The majority expresses concern that, if third parties were permitted to proceed on a breach of warranty theory for personal injuries, the courts would be required to "start all over again determining which kinds of products will be included in this new area of liability.” (43 Or App at 717, emphasis in original.) If I shared that expectation, my answer would be that that, among other things, is what courts are for. However, I do not agree that the parade of horribles the majority foresees would follow from the adoption of the position expressed in this opinion.
The test proposed here is that liability for breach of warranty should attach if the maker of a warranty should reasonably foresee that the warranted product will come into contact with third parties and that, if it is not as warranted, it can cause injury to such persons.
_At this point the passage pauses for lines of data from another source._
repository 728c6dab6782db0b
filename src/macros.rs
// src/macros.rs
#[macro_export]
macro_rules! s {
    // String shorthand!

    // Zero-arg → String::new()
    () => {
        ::std::string::String::new()
    };
    // Any single expression: literals, consts, &str vars
    ($expr:expr) => {
        ::std::string::String::from($expr)
    };
}

#[macro_export]
macro_rules! join {
    // Concatenate string-ish pieces into one owned String.
    ($first:expr $(, $rest:expr)+ $(,)?) => {{
        let mut s = ::std::string::String::from($first);
        $(
            s.push_str($rest);
        )+
        s
    }};
}
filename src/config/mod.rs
// src/config/mod.rs

pub mod consts;
pub mod options;
pub mod state;
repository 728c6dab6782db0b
// src/gui/mod.rs
pub mod actions;
pub mod app;
pub mod components;
pub mod progress;

pub use app::run;
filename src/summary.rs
// src/summary.rs
//! Per-cell aggregation of located claims, shared by the PNG renderer and the GUI.

use std::collections::BTreeMap;

use crate::claim::{ClaimRecord, Stage};
use crate::grid::Cell;

/// Everything drawn for one map marker.
#[derive(Clone, Debug, PartialEq)]
pub struct CellSummary {
    pub cell: Cell,
    pub count: usize,
    /// Representative stage; `None` when no claim has a known stage.
    pub stage_mean: Option<Stage>,
    /// Stages present and how often, in site order.
    pub stage_counts: Vec<(Stage, usize)>,
    /// One line per claim, least advanced first.
    pub details: Vec<String>,
}

impl CellSummary {
    /// Marker weight: grows with the log of the claim count.
    pub fn map_size(&self) -> f32 {
        ((self.count + 1) as f32).ln() * 30.0
    }

    pub fn details_text(&self) -> String {
        self.details.join("\n")
    }
}

/// "Title: Stage, claimant: X, reviewers: Y"
pub fn details_line(claim: &ClaimRecord) -> String {
    let mut txt = format!("{}: {}", claim.title, claim.status);
    if let Some(c) = claim.claimant.as_deref().filter(|c| !c.is_empty()) {
        txt.push_str(&format!(", claimant: {c}"));
    }
    if let Some(r) = claim.reviewer.as_deref().filter(|r| !r.is_empty()) {
        txt.push_str(&format!(", reviewers: {r}"));
    }
    txt
}

/// Stage that best represents a group.
///
/// Takes the mean of the stage ranks, rounded half to even, and returns the
/// present stage closest to it (first one on ties). A group of Design claims
/// mixed with anything further along ignores the Design ones, so work in
/// progress is not hidden under a Design marker. Unknown stages are ignored.
pub fn stage_mean(stages: &[Stage]) -> Option<Stage> {
    let ranks: Vec<usize> = stages.iter().filter_map(Stage::rank).collect();
    mean_rank(&ranks).map(|r| Stage::ORDERED[r].clone())
}

fn mean_rank(ranks: &[usize]) -> Option<usize> {
    if ranks.is_empty() {
        return None;
    }
    let mean = ranks.iter().sum::<usize>() as f64 / ranks.len() as f64;
    let target = mean.round_ties_even();
    let closest = ranks
        .iter()
        .copied()
        .min_by(|a, b| (*a as f64 - target).abs().total_cmp(&(*b as f64 - target).abs()))?;

    if closest == 0 && ranks.iter().any(|&r| r > 0) {
        let advanced: Vec<usize> = ranks.iter().copied().filter(|&r| r > 0).collect();
        return mean_rank(&advanced);
    }
    Some(closest)
}

/// Stage histogram: known stages in site order, then the rest by name.
pub fn stage_counts(stages: &[Stage]) -> Vec<(Stage, usize)> {
    let mut counts: Vec<(Stage, usize)> = Vec::new();
    for s in stages {
        match counts.iter_mut().find(|(k, _)| k == s) {
            Some((_, n)) => *n += 1,
            None => counts.push((s.clone(), 1)),
        }
    }
    counts.sort_by(|(a, _), (b, _)| match (a.rank(), b.rank()) {
        (Some(x), Some(y)) => x.cmp(&y),
        (Some(_), None) => std::cmp::Ordering::Less,
        (None, Some(_)) => std::cmp::Ordering::Greater,
        (None, None) => a.label().cmp(b.label()),
    });
    counts
}

/// Group located claims by cell. Unlocated claims are skipped.
pub fn summarize(claims: &[ClaimRecord]) -> Vec<CellSummary> {
    let mut by_cell: BTreeMap<Cell, Vec<&ClaimRecord>> = BTreeMap::new();
    for c in claims {
        if let Some(cell) = c.coord {
            by_cell.entry(cell).or_default().push(c);
        }
    }

    by_cell
        .into_iter()
        .map(|(cell, mut group)| {
            group.sort_by_key(|c| c.status.rank().unwrap_or(usize::MAX));
            let stages: Vec<Stage> = group.iter().map(|c| c.status.clone()).collect();
            CellSummary {
                cell,
                count: group.len(),
                stage_mean: stage_mean(&stages),
                stage_counts: stage_counts(&stages),
                details: group.iter().map(|c| details_line(c)).collect(),
            }
        })
        .collect()
}

/// Stages that some marker represents, in site order.
pub fn present_stages(summaries: &[CellSummary]) -> Vec<Stage> {
    Stage::ORDERED
        .iter()
        .filter(|s| summaries.iter().any(|c| c.stage_mean.as_ref() == Some(*s)))
        .cloned()
        .collect()
}
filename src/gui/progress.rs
// src/gui/progress.rs
use std::sync::{Arc, Mutex};

use eframe::egui;

use crate::progress::Progress;

/// Writes run progress into the status line shared with the UI thread.
pub struct GuiProgress {
    status: Arc<Mutex<String>>,
    ctx: egui::Context,
    phase: String,
    done: usize,
    total: usize,
    failed: usize,
}

impl GuiProgress {
    pub fn new(status: Arc<Mutex<String>>, ctx: egui::Context) -> Self {
        Self { status, ctx, phase: s!(), done: 0, total: 0, failed: 0 }
    }

    fn set_status(&self, msg: impl Into<String>) {
        if let Ok(mut s) = self.status.lock() {
            *s = msg.into();
        }
        self.ctx.request_repaint();
    }
}

impl Progress for GuiProgress {
    fn begin(&mut self, phase: &str, total: usize) {
        self.phase = s!(phase);
        self.total = total;
        self.done = 0;
        self.set_status(format!("{phase}… (0/{total})"));
    }

    fn log(&mut self, msg: &str) {
        self.set_status(msg);
    }

    fn item_done(&mut self, done: usize) {
        self.done = done;
        self.set_status(format!("{}… ({}/{})", self.phase, self.done, self.total));
    }

    fn item_failed(&mut self, _what: &str) {
        self.failed += 1;
    }

    fn finish(&mut self) {
        if self.failed > 0 {
            self.set_status(format!("Done, {} claim page(s) skipped", self.failed));
        }
    }
}
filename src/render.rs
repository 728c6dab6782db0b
// src/render.rs
//! Static PNG progress map: one disc per cell over the calibrated background.

use std::{collections::HashSet, fmt, path::Path, str::FromStr};

use image::{imageops::FilterType, Rgba, RgbaImage};
use tracing::{info, warn};

use crate::claim::Stage;
use crate::config::consts::{MAP_BACKGROUND_OPACITY, MARKER_MAX_RADIUS, MARKER_MIN_RADIUS};
use crate::config::options::MapOptions;
use crate::error::{ConfigError, Error, Result};
use crate::summary::{present_stages, CellSummary};

pub type Rgb = [u8; 3];

pub const OUTLINE: Rgb = [47, 79, 79]; // dark slate grey
const UNKNOWN_STAGE: Rgb = [128, 128, 128];
const PAPER: Rgb = [255, 255, 255];

const PLASMA: [Rgb; 10] = [
    [13, 8, 135],
    [70, 3, 159],
    [114, 1, 168],
    [156, 23, 158],
    [189, 55, 134],
    [216, 87, 107],
    [237, 121, 83],
    [251, 159, 58],
    [253, 202, 38],
    [240, 249, 33],
];

const VIRIDIS: [Rgb; 10] = [
    [68, 1, 84],
    [72, 40, 120],
    [62, 73, 137],
    [49, 104, 142],
    [38, 130, 142],
    [31, 158, 137],
    [53, 183, 121],
    [110, 206, 88],
    [181, 222, 43],
    [253, 231, 37],
];

/// Continuous colour scale used for stages.
#[derive(Clone, Copy, Debug, PartialEq, Eq, Default)]
pub enum Palette {
    #[default]
    Plasma,
    Viridis,
}

impl Palette {
    fn stops(self) -> &'static [Rgb] {
        match self {
            Palette::Plasma => &PLASMA,
            Palette::Viridis => &VIRIDIS,
        }
    }

    /// Colour at `t` in `0.0..=1.0`, linearly interpolated between stops.
    pub fn sample(self, t: f32) -> Rgb {
        let stops = self.stops();
        let pos = t.clamp(0.0, 1.0) * (stops.len() - 1) as f32;
        let i = (pos.floor() as usize).min(stops.len() - 2);
        let f = pos - i as f32;
        let (a, b) = (stops[i], stops[i + 1]);
        [0, 1, 2].map(|k| (a[k] as f32 + (b[k] as f32 - a[k] as f32) * f).round() as u8)
    }

    /// `n` evenly spaced colours from one end of the scale to the other.
    pub fn spread(self, n: usize) -> Vec<Rgb> {
        match n {
            0 => Vec::new(),
            1 => vec![self.sample(0.0)],
            _ => (0..n).map(|i| self.sample(i as f32 / (n - 1) as f32)).collect(),
        }
    }
}

impl FromStr for Palette {
    type Err = ConfigError;

    fn from_str(s: &str) -> std::result::Result<Self, Self::Err> {
        match s.trim().to_ascii_lowercase().as_str() {
            "plasma" => Ok(Palette::Plasma),
            "viridis" => Ok(Palette::Viridis),
            other => Err(ConfigError::Invalid { field: "cmap", message: format!("{other:?} (expected plasma or viridis)") }),
        }
    }
}

impl fmt::Display for Palette {
    fn fmt(&self, f: &mut fmt::Formatter<'_>) -> fmt::Result {
        f.write_str(match self {
            Palette::Plasma => "plasma",
            Palette::Viridis => "viridis",
        })
    }
}

/// Colour per stage that some marker represents; spread over the palette in site order.
pub fn stage_colors(palette: Palette, summaries: &[CellSummary]) -> Vec<(Stage, Rgb)> {
    let present = present_stages(summaries);
    let colors = palette.spread(present.len());
    present.into_iter().zip(colors).collect()
}

pub fn color_of(colors: &[(Stage, Rgb)], stage: Option<&Stage>) -> Rgb {
    stage
        .and_then(|s| colors.iter().find(|(k, _)| k == s))
        .map(|(_, c)| *c)
        .unwrap_or(UNKNOWN_STAGE)
}

/// Disc radius in pixels; area follows the marker weight.
pub fn marker_radius(summary: &CellSummary, max_size: f32) -> f32 {
    if max_size <= 0.0 {
        return MARKER_MIN_RADIUS;
    }
    (MARKER_MAX_RADIUS * (summary.map_size() / max_size).sqrt()).clamp(MARKER_MIN_RADIUS, MARKER_MAX_RADIUS)
}

/// Output height for the configured width, keeping the grid aspect.
pub fn output_size(opts: &MapOptions) -> (u32, u32) {
    let w = opts.width.max(1);
    let h = (w as f32 / opts.corners.aspect()).round().max(1.0) as u32;
    (w, h)
}

fn blend(px: &mut Rgba<u8>, color: Rgb, alpha: f32) {
    for k in 0..3 {
        px[k] = (px[k] as f32 * (1.0 - alpha) + color[k] as f32 * alpha).round() as u8;
    }
    px[3] = 255;
}

/// Background faded towards white; plain paper when the file is missing.
fn background(opts: &MapOptions, w: u32, h: u32) -> Result<RgbaImage> {
    let mut canvas = RgbaImage::from_pixel(w, h, Rgba([PAPER[0], PAPER[1], PAPER[2], 255]));
    if !opts.background.exists() {
        warn!(path = %opts.background.display(), "Map background not found; drawing markers on a blank map");
        return Ok(canvas);
    }

    let bg = image::open(&opts.background)?.resize_exact(w, h, FilterType::Triangle).to_rgba8();
    for (dst, src) in canvas.pixels_mut().zip(bg.pixels()) {
        let a = MAP_BACKGROUND_OPACITY * src[3] as f32 / 255.0;
        blend(dst, [src[0], src[1], src[2]], a);
    }
    Ok(canvas)
}

fn fill_disc(img: &mut RgbaImage, cx: f32, cy: f32, r: f32, fill: Rgb) {
    let (w, h) = (img.width() as i64, img.height() as i64);
    let x0 = ((cx - r - 1.0).floor() as i64).max(0);
    let x1 = ((cx + r + 1.0).ceil() as i64).min(w - 1);
    let y0 = ((cy - r - 1.0).floor() as i64).max(0);
    let y1 = ((cy + r + 1.0).ceil() as i64).min(h - 1);

    for y in y0..=y1 {
        for x in x0..=x1 {
            let d = ((x as f32 + 0.5 - cx).powi(2) + (y as f32 + 0.5 - cy).powi(2)).sqrt();
            if d > r + 0.5 {
                continue;
            }
            let px = img.get_pixel_mut(x as u32, y as u32);
            // 1px outline ring, anti-aliased at the outer edge
            let color = if d > r - 1.0 { OUTLINE } else { fill };
            let alpha = (r + 0.5 - d).clamp(0.0, 1.0);
            blend(px, color, alpha);
        }
    }
}

/// Draw every visible marker over the background.
pub fn render_map(summaries: &[CellSummary], opts: &MapOptions, hidden: &HashSet<Stage>) -> Result<RgbaImage> {
    let (w, h) = output_size(opts);
    let mut img = background(opts, w, h)?;
    let colors = stage_colors(opts.palette, summaries);
    let max_size = summaries.iter().map(CellSummary::map_size).fold(0.0, f32::max);

    // Big markers first so small ones stay visible on top.
    let mut visible: Vec<&CellSummary> = summaries
        .iter()
        .filter(|s| opts.corners.contains(s.cell))
        .filter(|s| s.stage_mean.as_ref().is_none_or(|st| !hidden.contains(st)))
        .collect();
    visible.sort_by(|a, b| b.count.cmp(&a.count));

    for s in &visible {
        let (px, py) = opts.corners.cell_to_pixel(s.cell, w as f32, h as f32);
        let fill = color_of(&colors, s.stage_mean.as_ref());
        fill_disc(&mut img, px, py, marker_radius(s, max_size), fill);
    }

    info!(markers = visible.len(), width = w, height = h, "Rendered map");
    Ok(img)
}

pub fn save_png(img: &RgbaImage, path: &Path) -> Result<()> {
    if let Some(dir) = path.parent().filter(|d| !d.as_os_str().is_empty()) {
        std::fs::create_dir_all(dir).map_err(|source| Error::Io { path: dir.to_path_buf(), source })?;
    }
    img.save_with_format(path, image::ImageFormat::Png)?;
    info!(path = %path.display(), "Saved map");
    Ok(())
}
// tests/resolve_pipeline.rs
use std::sync::Arc;

use image::DynamicImage;
use ptr_claim::{
    claim::{ClaimRecord, CoordSource},
    error::MethodFailure,
    grid::Cell,
    methods::{
        CorrectionMethod, ImageMethod, ImageSource, Method, MethodSequence, MethodTag, OcrEngine, TitleMethod,
        UrlMethod,
    },
    methods::image::OcrText,
    resolve::{CorrectionPolicy, Resolver},
    tables::{Corrections, NameHints, ShiftRule, UrlHints},
};

const CLAIM_URL: &str = "https://www.tamriel-rebuilt.org/claims/interiors/firewatch-guild";

struct NoImages;
impl ImageSource for NoImages {
    fn fetch(&self, reference: &str) -> Result<Vec<u8>, MethodFailure> {
        Err(MethodFailure::Fetch { reference: reference.into(), reason: "offline".into() })
    }
}

struct Blind;
impl OcrEngine for Blind {
    fn recognize(&self, _: &DynamicImage) -> Result<OcrText, MethodFailure> {
        Ok(OcrText { text: String::new(), confidence: 0.0 })
    }
}

fn tables() -> (Arc<NameHints>, Arc<UrlHints>, Arc<Corrections>) {
    let names = NameHints::from_pairs([("Firewatch", (18, 7))]);
    let urls = UrlHints::from_pairs([(CLAIM_URL, (30, 3))]);
    let ito = ShiftRule { title_contains: "[ITO]".into(), min_x: Some(101), min_y: None, offset: (-100, 0) };
    let fixes = Corrections::new([("Mournhold Temple", (-1, -1))], vec![ito]);
    (Arc::new(names), Arc::new(urls), Arc::new(fixes))
}

fn resolver(seq: &str, policy: CorrectionPolicy) -> Resolver {
    let (names, urls, fixes) = tables();
    let seq: MethodSequence = seq.parse().unwrap();
    let methods: Vec<Box<dyn Method>> = seq
        .iter()
        .map(|tag| -> Box<dyn Method> {
            match tag {
                MethodTag::Image => Box::new(ImageMethod::new(Box::new(NoImages), Box::new(Blind))),
                MethodTag::Title => Box::new(TitleMethod::new(names.clone())),
                MethodTag::Url => Box::new(UrlMethod::new(urls.clone())),
                MethodTag::Correction => Box::new(CorrectionMethod::new(fixes.clone())),
            }
        })
        .collect();
    Resolver::new(methods, policy)
}

fn claim(id: &str, title: &str) -> ClaimRecord {
    let mut c = ClaimRecord::new(id, title);
    c.detail_url = Some(id.into());
    c
}

#[test]
fn bracketed_title_is_read() {
    let r = resolver("t", CorrectionPolicy::Override);
    let mut claims = vec![claim("a", "Claim [12,-5] interior"), claim("b", "Random claim name")];
    let report = r.resolve_all(&mut claims, None);

    assert_eq!(claims[0].coord, Some(Cell::new(12, -5)));
    assert_eq!(claims[0].coord_source, CoordSource::Title);
    assert_eq!(claims[1].coord, None);
    assert_eq!(claims[1].coord_source, CoordSource::Unresolved);
    assert_eq!(report.unresolved, vec!["b".to_string()]);
}

#[test]
fn first_method_in_sequence_wins() {
    let mut tu = vec![claim(CLAIM_URL, "Firewatch, Guild of Mages")];
    resolver("tu", CorrectionPolicy::Override).resolve_all(&mut tu, None);
    assert_eq!(tu[0].coord, Some(Cell::new(18, 7)));
    assert_eq!(tu[0].coord_source, CoordSource::Title);

    let mut ut = vec![claim(CLAIM_URL, "Firewatch, Guild of Mages")];
    resolver("ut", CorrectionPolicy::Override).resolve_all(&mut ut, None);
    assert_eq!(ut[0].coord, Some(Cell::new(30, 3)));
    assert_eq!(ut[0].coord_source, CoordSource::Url);
}

#[test]
fn corrections_override_whatever_came_before() {
    for seq in ["e", "et", "te", "tue", "eut", "itue"] {
        let mut c = claim("https://x.org/claims/temple", "Mournhold Temple [3,4]");
        c.set_scraped(Cell::new(50, 50));
        let mut claims = vec![c];
        let report = resolver(seq, CorrectionPolicy::Override).resolve_all(&mut claims, None);

        assert_eq!(claims[0].coord, Some(Cell::new(-1, -1)), "sequence {seq}");
        assert_eq!(claims[0].coord_source, CoordSource::Correction, "sequence {seq}");
        assert_eq!(report.corrected, 1);
    }
}

#[test]
fn fill_only_respects_located_claims() {
    let mut located = claim("https://x.org/claims/temple", "Mournhold Temple");
    located.set_scraped(Cell::new(50, 50));
    let mut claims = vec![located, claim("https://x.org/claims/temple2", "Mournhold Temple, Crypt")];

    resolver("e", CorrectionPolicy::FillOnly).resolve_all(&mut claims, None);
    assert_eq!(claims[0].coord, Some(Cell::new(50, 50)));
    assert_eq!(claims[0].coord_source, CoordSource::Scraped);
    assert_eq!(claims[1].coord, Some(Cell::new(-1, -1)));
}

#[test]
fn ito_shift_applies_to_the_found_cell() {
    let mut claims = vec![claim("https://x.org/claims/ito", "[ITO] Old Ebonheart [112,-3]")];
    resolver("te", CorrectionPolicy::Override).resolve_all(&mut claims, None);
    assert_eq!(claims[0].coord, Some(Cell::new(12, -3)));
    assert_eq!(claims[0].coord_source, CoordSource::Correction);
}

#[test]
fn permutations_only_report_their_own_sources() {
    let perms = ["tue", "teu", "ute", "uet", "etu", "eut", "iu", "ui", "t", ""];
    for seq in perms {
        let parsed: MethodSequence = seq.parse().unwrap();
        let mut claims = vec![
            claim(CLAIM_URL, "Firewatch, Guild of Mages"),
            claim("https://x.org/claims/b", "Shack [1,2]"),
            claim("https://x.org/claims/c", "Mournhold Temple"),
            claim("https://x.org/claims/d", "[ITO] Teyn [105, 0]"),
            claim("https://x.org/claims/e", "Nowhere in particular"),
        ];
        claims[4].set_scraped(Cell::new(9, 9));

        resolver(seq, CorrectionPolicy::Override).resolve_all(&mut claims, None);

        for c in &claims {
            let allowed = match c.coord_source {
                CoordSource::Scraped | CoordSource::Unresolved => true,
                src => parsed.iter().any(|t| t.source() == src),
            };
            assert!(allowed, "{seq}: {} ended as {}", c.id, c.coord_source);
            assert_eq!(c.coord.is_none(), c.coord_source == CoordSource::Unresolved);
        }
    }
}

#[test]
fn nothing_matches_means_unresolved() {
    let mut c = claim("https://x.org/claims/unknown", "Random claim name");
    c.image_ref = Some("https://x.org/img/missing.png".into());
    let mut claims = vec![c];

    let report = resolver("itue", CorrectionPolicy::Override).resolve_all(&mut claims, None);
    assert_eq!(claims[0].coord, None);
    assert_eq!(claims[0].coord_source, CoordSource::Unresolved);
    assert_eq!(report.failures, 1);
    assert_eq!(report.located(), 0);
}
pub mod config;
pub mod error;
pub mod logging;
pub mod media;

pub use config::{ConfigMap, ConfigStore, ConfigStoreOptions, ConfigValue};
pub use error::{Error, Result};
pub use media::Resizer;
use clap::{Parser, Subcommand};

#[derive(Debug, Parser)]
#[command(name = "pictor", about = "Pictor image service CLI")]
pub struct Cli {
    #[arg(long, default_value = "config/pictor.xml")]
    pub config: String,

    #[arg(long, default_value = "cache")]
    pub cache_dir: String,

    /// Fail on missing config sources instead of skipping them.
    #[arg(long)]
    pub strict_sources: bool,

    #[command(subcommand)]
    pub command: Command,
}

#[derive(Debug, Clone, Subcommand)]
pub enum Command {
    /// Print a single configuration value.
    Get {
        key: String,

        /// Raw fallback, coerced the same way parsed values are.
        #[arg(long)]
        default: Option<String>,
    },
    /// Print the whole flattened configuration as JSON.
    Dump,
    /// Produce (or reuse) a resized derivative of an archive image.
    Resize { filename: String, size: String },
}

impl Cli {
    pub fn parse_args() -> Self {
        Self::parse()
    }
}
pub mod cache;
pub mod parser;
pub mod store;
pub mod value;

pub use cache::{CacheRecord, CacheStorage, DirCacheStorage, MemoryCacheStorage};
pub use parser::{RawParam, CONFIG_NAMESPACE};
pub use store::{ConfigMap, ConfigStore, ConfigStoreOptions};
pub use value::ConfigValue;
Under that test, the 'kinds of products' questions which are likely to arise will be largely answered by cases which have addressed analogous questions in the strict liability context. Moreover, the questions the majority anticipates would seemingly be the same whether immediate purchasers or third parties proceeded on a breach of warranty theory to recover for personal injuries. The court system has handily survived breach of warranty actions by physically injured immediate purchasers.
*721For the foregoing reasons, I respectfully dissent from the majority’s conclusion that plaintiff has no cause of action for breach of warranty.
Lee, J., joins in this concurring and dissenting opinion.